‘Pie hole’, colloquial for one’s mouth, is believed to have evolved in the USA in the 1980s from the British expression ‘cake hole’ (coined in the mid 20th century). Pie hole refers to a mouth, as in: Shut your pie hole or, in this case: Put less in your pie hole.

Wednesday, December 24, 2014

2015: Food Gets Ugly, Rotten and Delicious

Everyone's all over predicting the new food bandwagons for 2015. Let's look at a few predicted trends...

Apparently ugly root vegetables are in. Root vegetables, ugly or pretty, include taproots like carrot, radish and parsnip, tuberous including yam and sweet potato. Other popular roots include yucca, rutabaga, beet root, potato, ginger, garlic and onion. They're good sautéed, grilled, but in my opinion, they're best roasted. Oh and they're in season year round with their peek in fall/spring.

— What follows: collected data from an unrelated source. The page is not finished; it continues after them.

//! Processing pipeline: state machine, orchestration, retries and the
//! worker pool.

mod orchestrator;
mod rematch;
mod retry;
pub mod state;
mod worker;

pub use orchestrator::{Orchestrator, Outcome, extractor_timeout};
pub use rematch::{Selection, reset, select};
pub use retry::{Backoff, CancelFlag};
pub use worker::{RunSummary, WorkerPool};
//! Seasonal archive: one trait record per (identity, season tag).
//!
//! Seasonal traits (antlers, winter coat) are compared only within the same
//! season tag. Records are never deleted implicitly; merges move them.

use crate::config::SeasonalConfig;
use crate::embedding::{ExtractorSpec, blend, weighted_mean};
use crate::registry::{Detection, IdentityId, RegistryState, SeasonalTrait};
use crate::season::SeasonCalendar;

/// Where a detection's seasonal trait belongs.
#[derive(Debug, Clone, PartialEq, Eq)]
pub struct SeasonScope {
    /// Extractor describing the trait.
    pub extractor: String,
    /// Its version.
    pub version: String,
    /// Season tag of the detection.
    pub tag: String,
}

impl SeasonScope {
    /// Seasonal scope of a detection, when its species carries a seasonal
    /// trait and the trait extractor is configured.
    pub fn for_detection(
        seasonal: &SeasonalConfig,
        calendar: &SeasonCalendar,
        specs: &[ExtractorSpec],
        detection: &Detection,
    ) -> Option<Self> {
        if !seasonal.applies_to(&detection.category.species) {
            return None;
        }
        let name = seasonal.extractor.as_deref()?;
        let spec = specs.iter().find(|s| s.name == name)?;
        Some(Self {
            extractor: spec.name.clone(),
            version: spec.version.clone(),
            tag: calendar.tag(detection.timestamp),
        })
    }

    /// Whether an extractor's vectors are routed to the archive.
    pub fn routes(scope: Option<&Self>, extractor: &str) -> bool {
        scope.is_some_and(|s| s.extractor == extractor)
    }
}

/// Trait record of an identity for exactly one season tag.
pub fn lookup<'a>(
    state: &'a RegistryState,
    identity: IdentityId,
    tag: &str,
) -> Option<&'a SeasonalTrait> {
    state.seasonal.get(&(identity, tag.to_string()))
}

/// Trait vector to compare against, scoped to the detection's season.
pub fn trait_vector<'a>(
    state: &'a RegistryState,
    identity: IdentityId,
    scope: &SeasonScope,
) -> Option<&'a [f32]> {
    lookup(state, identity, &scope.tag)
        .filter(|r| r.extractor == scope.extractor && r.version == scope.version)
        .map(|r| r.vector.as_slice())
}

/// Fold a detection into the season record of an identity.
///
/// Returns `None` when the detection has no trait embedding for the scope.
pub fn observe(
    existing: Option<&SeasonalTrait>,
    identity: IdentityId,
    detection: &Detection,
    scope: &SeasonScope,
    min_blend_weight: f32,
) -> Option<SeasonalTrait> {
    let embedding = detection.embedding(&scope.extractor, &scope.version)?;

    let Some(current) = existing.filter(|r| r.version == scope.version) else {
        return Some(SeasonalTrait {
            identity,
            season: scope.tag.clone(),
            extractor: scope.extractor.clone(),
            version: scope.version.clone(),
            vector: embedding.vector.clone(),
            representative: detection.id,
            representative_confidence: detection.confidence,
            first_seen: detection.timestamp,
            last_seen: detection.timestamp,
            sightings: 1,
        });
    };

    let mut record = current.clone();
    if let Some(vector) = blend(
        &current.vector,
        &embedding.vector,
        current.sightings,
        min_blend_weight,
    ) {
        record.vector = vector;
    }
    record.sightings += 1;
    record.first_seen = record.first_seen.min(detection.timestamp);
    record.last_seen = record.last_seen.max(detection.timestamp);
    if detection.confidence > record.representative_confidence {
        record.representative = detection.id;
        record.representative_confidence = detection.confidence;
    }
    Some(record)
}

/// Combine two records of the same season when merging identities.
///
/// The result belongs to `target.identity`; vectors are averaged by
/// sighting count.
pub fn combine(target: &SeasonalTrait, source: &SeasonalTrait) -> SeasonalTrait {
    let mut record = target.clone();

    if target.version == source.version {
        #[allow(clippy::cast_precision_loss)]
        let total = (target.sightings + source.sightings).max(1) as f32;
        #[allow(clippy::cast_precision_loss)]
        let w = source.sightings as f32 / total;
        if let Some(vector) = weighted_mean(&target.vector, &source.vector, w) {
            record.vector = vector;
        }
    }

    record.sightings = target.sightings + source.sightings;
    record.first_seen = target.first_seen.min(source.first_seen);
    record.last_seen = target.last_seen.max(source.last_seen);
    if source.representative_confidence > target.representative_confidence {
        record.representative = source.representative;
        record.representative_confidence = source.representative_confidence;
    }
    record
}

Literal backflips ensue when I see any vegetable labelled 'trendy' - and more so because this is a collection of vegetables rather than just one 'superfood' like kale - which is apparently trending down next year! I'd be lying if I said I'd miss the "don't you eat kale?" question.

Along with kale in the "don't let the door hit you on the way out" are beer and bacon. Bacon, being a cured meat is associated with many health risks (more on that here.) Beer does hold some interesting health benefits, more on that here. However, just like ugly sweaters, Ugg Boots and Justin Bieber, they're not going away any time soon.

Supposedly hummus is set to knock the laurel wreath off Greek yoghurt. Hard to determine how I feel about this one from a nutritional stand point:
  • Unsweetened yoghurts = protein and calcium 
    • They are a great base for adding fresh fruit
  • Hummus = healthy fats, complex carbs (thus fiber) and has the same amount of calcium gram for gram as Greek yoghurt
    • Is usually paired with vegetables (yipee again!)
This begs the questions, which is better?
The best conclusion is: Both low fat Greek yoghurt and hummus are good choices. Homemade hummus is best, or a commercial version with very few ingredients. Portion size and moderation are what's important. Think of it like playing FarmVille, an hour won't see your real life spiral into chaos, but binge playing might. 

Fermented foods are also hype-worthy because they contain probiotics, translation: Friendly bacteria have already partially digested the food, making it easier for the human to digest and process. Things to know:
  • Fermentation is an ancient art of food preservation using bacteria to convert food sugars into lactic acid or alcohol - thus preserving the food
  • Common fermented foods include yoghurt, kimchi, soy sauce, miso, kefir milk, kombucha tea, beer and wine
  • Fermented foods may improve immune function, irritable bowel, diarrhea and help with weight maintenance - more research is needed to confirm
  • Commercially produced fermented foods are often pasteurized and therefore no longer contain the beneficial bacteria (some add the bacteria back after - use your eyes and read the label)
  • Fermented foods are often high in added sugars and salt - buyer beware
The last backflip-worthy trend is insect protein. Many people are grossed out by this... To them I say "grow some moth balls and get over it". Here's why:
  • Insects are an excellent source of high quality protein 
  • Insects boast brilliant ability to abate greenhouse gas emissions associated with traditional protein rearing (eg: our friends Bessie the Cow, Turkey Lurkey, Henny Penny and Goosey Loosey)
  • So much more on this tremendous trend here
Everyone raise your partially digested cup of kombucha to a year of hummus covered crickets, caterpillars and carrots... you can leave your beer, bacon and kale at the door.